(Saved entries)
BEGIN
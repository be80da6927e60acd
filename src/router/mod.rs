//! Request routing — map URL patterns and HTTP methods to handler functions.
//!
//! This module provides [`Router`], which resolves an incoming HTTP method and
//! URL path to a registered handler. Two pattern styles are supported:
//!
//! | Pattern                    | Example match          | Captured params                       |
//! |----------------------------|------------------------|---------------------------------------|
//! | `/users`                   | `/users`               | *(none)*                              |
//! | `/user/:userId/order/:orderId` | `/user/hanafi/order/123` | `userId → "hanafi"`, `orderId → "123"` |
//!
//! A `:name` segment captures exactly one path segment; it never spans a `/`.
//! Trailing slashes are normalized on both patterns and incoming paths, and a
//! missing leading slash on a pattern is tolerated, so `users/:id` and
//! `/users/:id/` compile identically.
//!
//! Routes are matched in registration order and the first full match wins,
//! with one exception: registering a handler for a method+pattern pair that
//! is already registered silently replaces the earlier handler in place.
//!
//! [`RouteGroup`] scopes registrations under a shared path prefix; groups
//! nest, and prefixes compose by single-slash joining.

use std::pin::Pin;
use std::sync::Arc;

use crate::context::{Context, PathParams};
use crate::error::Error;
use crate::http::{Method, Response};

/// Type-erased, heap-allocated async handler that processes a [`Context`] and
/// returns `Result<Response, Error>`.
///
/// Handlers are stored behind `Arc<dyn Fn(…)>` so they can be cloned and shared
/// across tasks without copying the underlying closure. In practice you never
/// construct this type directly — use [`Router::get`], [`Router::post`], and
/// the other method-specific helpers instead.
pub type Handler = Arc<
    dyn Fn(Context) -> Pin<Box<dyn Future<Output = Result<Response, Error>> + Send>>
        + Send
        + Sync
        + 'static,
>;

/// Conversion trait for async handler functions.
///
/// Any `Fn(Context) -> impl Future<Output = Result<Response, Error>> + Send`
/// that is also `Send + Sync + 'static` implements this trait automatically
/// via the blanket impl below.
pub trait IntoHandler: Send + Sync + 'static {
    /// Call the handler with the given context, boxing the returned future.
    fn call(&self, ctx: Context) -> Pin<Box<dyn Future<Output = Result<Response, Error>> + Send>>;
}

impl<T, F> IntoHandler for T
where
    T: Fn(Context) -> F + Send + Sync + 'static,
    F: Future<Output = Result<Response, Error>> + Send + 'static,
{
    fn call(&self, ctx: Context) -> Pin<Box<dyn Future<Output = Result<Response, Error>> + Send>> {
        Box::pin((self)(ctx))
    }
}

// A single path segment, either a literal string or a named capture (`:name`).
#[derive(Debug, Clone, PartialEq)]
enum Segment {
    Literal(String),
    Parameter(String),
}

// Compiled representation of a route pattern string.
#[derive(Debug, Clone)]
struct Pattern {
    segments: Vec<Segment>,
}

/// Normalizes a pattern or path: guarantees a leading slash, strips a single
/// trailing slash (the root `/` is left alone).
fn normalize(path: &str) -> String {
    let mut normalized = if path.starts_with('/') {
        path.to_owned()
    } else {
        format!("/{path}")
    };
    if normalized.len() > 1 && normalized.ends_with('/') {
        normalized.pop();
    }
    normalized
}

/// Joins a group prefix and a pattern with exactly one slash between them.
/// No other normalization is applied; prefixes compose by concatenation.
fn join_paths(prefix: &str, path: &str) -> String {
    let prefix = prefix.trim_end_matches('/');
    let path = path.trim_start_matches('/');
    if path.is_empty() {
        normalize(prefix)
    } else {
        format!("{}/{}", normalize(prefix), path)
    }
}

impl Pattern {
    /// Compiles a pattern string into literal and `:name` parameter segments.
    fn parse(pattern: &str) -> Self {
        let segments = normalize(pattern)
            .split('/')
            .filter(|s| !s.is_empty())
            .map(|s| match s.strip_prefix(':') {
                Some(name) => Segment::Parameter(name.to_owned()),
                None => Segment::Literal(s.to_owned()),
            })
            .collect();
        Self { segments }
    }

    // Try to match `path` against this pattern, returning extracted [`PathParams`]
    // on success. Segment counts must be equal, so a successful match always
    // binds every named parameter.
    fn matches(&self, path: &str) -> Option<PathParams> {
        let path = normalize(path);
        let path_segments: Vec<&str> = path.split('/').filter(|s| !s.is_empty()).collect();

        if self.segments.len() != path_segments.len() {
            return None;
        }

        let mut params = PathParams::new();
        for (segment, path_segment) in self.segments.iter().zip(path_segments) {
            match segment {
                Segment::Literal(s) => {
                    if s != path_segment {
                        return None;
                    }
                }
                Segment::Parameter(name) => {
                    params.insert(name.clone(), path_segment.to_owned());
                }
            }
        }

        Some(params)
    }
}

// A single registered route binding a method + pattern to a handler.
//
// `raw` keeps the normalized pattern string so re-registrations of the same
// method+pattern can be detected and replaced.
struct Route {
    method: Method,
    raw: String,
    pattern: Pattern,
    handler: Handler,
}

impl Route {
    fn new(method: Method, pattern: &str, handler: Handler) -> Self {
        Self {
            method,
            raw: normalize(pattern),
            pattern: Pattern::parse(pattern),
            handler,
        }
    }

    // Returns `Some(params)` when both the HTTP method and path pattern match.
    fn matches(&self, method: &Method, path: &str) -> Option<PathParams> {
        if &self.method == method {
            self.pattern.matches(path)
        } else {
            None
        }
    }
}

/// HTTP request router mapping method + path-pattern pairs to handlers.
///
/// Routes are evaluated in registration order; the first route whose HTTP
/// method and path pattern both match wins. Registering the same
/// method+pattern twice replaces the earlier handler (last registration
/// wins), keeping its original position in the match order.
///
/// The router is a plain value: construct it, register routes, then share it
/// immutably for dispatch. There is no interior mutability and no global
/// state; concurrent registration during dispatch is not supported.
///
/// # Examples
///
/// ```
/// use skiff::{Router, http::{Response, StatusCode}};
///
/// let mut router = Router::new();
///
/// router.get("/ping", |ctx: skiff::Context| async move {
///     ctx.send_text("pong")
/// });
///
/// router.get("/user/:userId/order/:orderId", |ctx: skiff::Context| async move {
///     let user = ctx.param("userId").to_owned();
///     let order = ctx.param("orderId").to_owned();
///     ctx.send_text(format!("Get Order {order} From User {user}"))
/// });
/// ```
pub struct Router {
    routes: Vec<Route>,
}

impl Default for Router {
    fn default() -> Self {
        Self::new()
    }
}

impl Router {
    /// Creates a new, empty `Router` with no registered routes.
    pub fn new() -> Self {
        Self { routes: Vec::new() }
    }

    /// Registers a handler for `method` requests matching `pattern`.
    ///
    /// If a route with the same method and normalized pattern already exists,
    /// its handler is replaced in place and no new route is added.
    pub fn register(&mut self, method: Method, pattern: &str, handler: impl IntoHandler) {
        let handler: Handler = Arc::new(move |ctx| handler.call(ctx));
        let raw = normalize(pattern);

        if let Some(existing) = self
            .routes
            .iter_mut()
            .find(|r| r.method == method && r.raw == raw)
        {
            existing.handler = handler;
            return;
        }

        self.routes.push(Route::new(method, pattern, handler));
    }

    /// Registers a handler for `GET` requests matching `pattern`.
    pub fn get(&mut self, pattern: &str, handler: impl IntoHandler) {
        self.register(Method::Get, pattern, handler);
    }

    /// Registers a handler for `POST` requests matching `pattern`.
    pub fn post(&mut self, pattern: &str, handler: impl IntoHandler) {
        self.register(Method::Post, pattern, handler);
    }

    /// Registers a handler for `PUT` requests matching `pattern`.
    pub fn put(&mut self, pattern: &str, handler: impl IntoHandler) {
        self.register(Method::Put, pattern, handler);
    }

    /// Registers a handler for `DELETE` requests matching `pattern`.
    pub fn delete(&mut self, pattern: &str, handler: impl IntoHandler) {
        self.register(Method::Delete, pattern, handler);
    }

    /// Registers a handler for `PATCH` requests matching `pattern`.
    pub fn patch(&mut self, pattern: &str, handler: impl IntoHandler) {
        self.register(Method::Patch, pattern, handler);
    }

    /// Returns a sub-registrar that prepends `prefix` to every pattern it
    /// registers. Groups nest; prefixes compose by single-slash joining.
    ///
    /// # Examples
    ///
    /// ```
    /// use skiff::{Router, Context};
    ///
    /// let mut router = Router::new();
    /// let mut api = router.group("/api");
    /// api.get("/hello", |ctx: Context| async move { ctx.send_text("Hello World") });
    /// // registered as GET /api/hello
    /// ```
    pub fn group(&mut self, prefix: &str) -> RouteGroup<'_> {
        RouteGroup {
            router: self,
            prefix: normalize(prefix),
        }
    }

    /// Returns the number of routes registered in this router.
    pub fn len(&self) -> usize {
        self.routes.len()
    }

    /// Returns `true` if no routes have been registered.
    pub fn is_empty(&self) -> bool {
        self.routes.is_empty()
    }

    /// Resolves `method` + `path` to a handler and its extracted path
    /// parameters. Routes are tested in registration order; the first full
    /// match wins. Returns `None` when nothing matches.
    pub fn find(&self, method: &Method, path: &str) -> Option<(Handler, PathParams)> {
        for route in &self.routes {
            if let Some(params) = route.matches(method, path) {
                return Some((Arc::clone(&route.handler), params));
            }
        }
        None
    }
}

/// A path-prefix scope over a [`Router`].
///
/// Created by [`Router::group`]. Every registration delegates to the parent
/// router with the group prefix prepended.
pub struct RouteGroup<'a> {
    router: &'a mut Router,
    prefix: String,
}

impl RouteGroup<'_> {
    /// Registers a handler for `method` under this group's prefix.
    pub fn register(&mut self, method: Method, pattern: &str, handler: impl IntoHandler) {
        let full = join_paths(&self.prefix, pattern);
        self.router.register(method, &full, handler);
    }

    /// Registers a `GET` handler under this group's prefix.
    pub fn get(&mut self, pattern: &str, handler: impl IntoHandler) {
        self.register(Method::Get, pattern, handler);
    }

    /// Registers a `POST` handler under this group's prefix.
    pub fn post(&mut self, pattern: &str, handler: impl IntoHandler) {
        self.register(Method::Post, pattern, handler);
    }

    /// Registers a `PUT` handler under this group's prefix.
    pub fn put(&mut self, pattern: &str, handler: impl IntoHandler) {
        self.register(Method::Put, pattern, handler);
    }

    /// Registers a `DELETE` handler under this group's prefix.
    pub fn delete(&mut self, pattern: &str, handler: impl IntoHandler) {
        self.register(Method::Delete, pattern, handler);
    }

    /// Registers a `PATCH` handler under this group's prefix.
    pub fn patch(&mut self, pattern: &str, handler: impl IntoHandler) {
        self.register(Method::Patch, pattern, handler);
    }

    /// Returns a nested group whose prefix is this group's prefix joined with
    /// `prefix`.
    pub fn group(&mut self, prefix: &str) -> RouteGroup<'_> {
        let joined = join_paths(&self.prefix, prefix);
        RouteGroup {
            router: self.router,
            prefix: joined,
        }
    }
}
END
Find the word "PathParams" in the entries above. Copy every line that has it.

use crate::context::{Context, PathParams};
    // Try to match `path` against this pattern, returning extracted [`PathParams`]
    fn matches(&self, path: &str) -> Option<PathParams> {
        let mut params = PathParams::new();
    fn matches(&self, method: &Method, path: &str) -> Option<PathParams> {
    pub fn find(&self, method: &Method, path: &str) -> Option<(Handler, PathParams)> {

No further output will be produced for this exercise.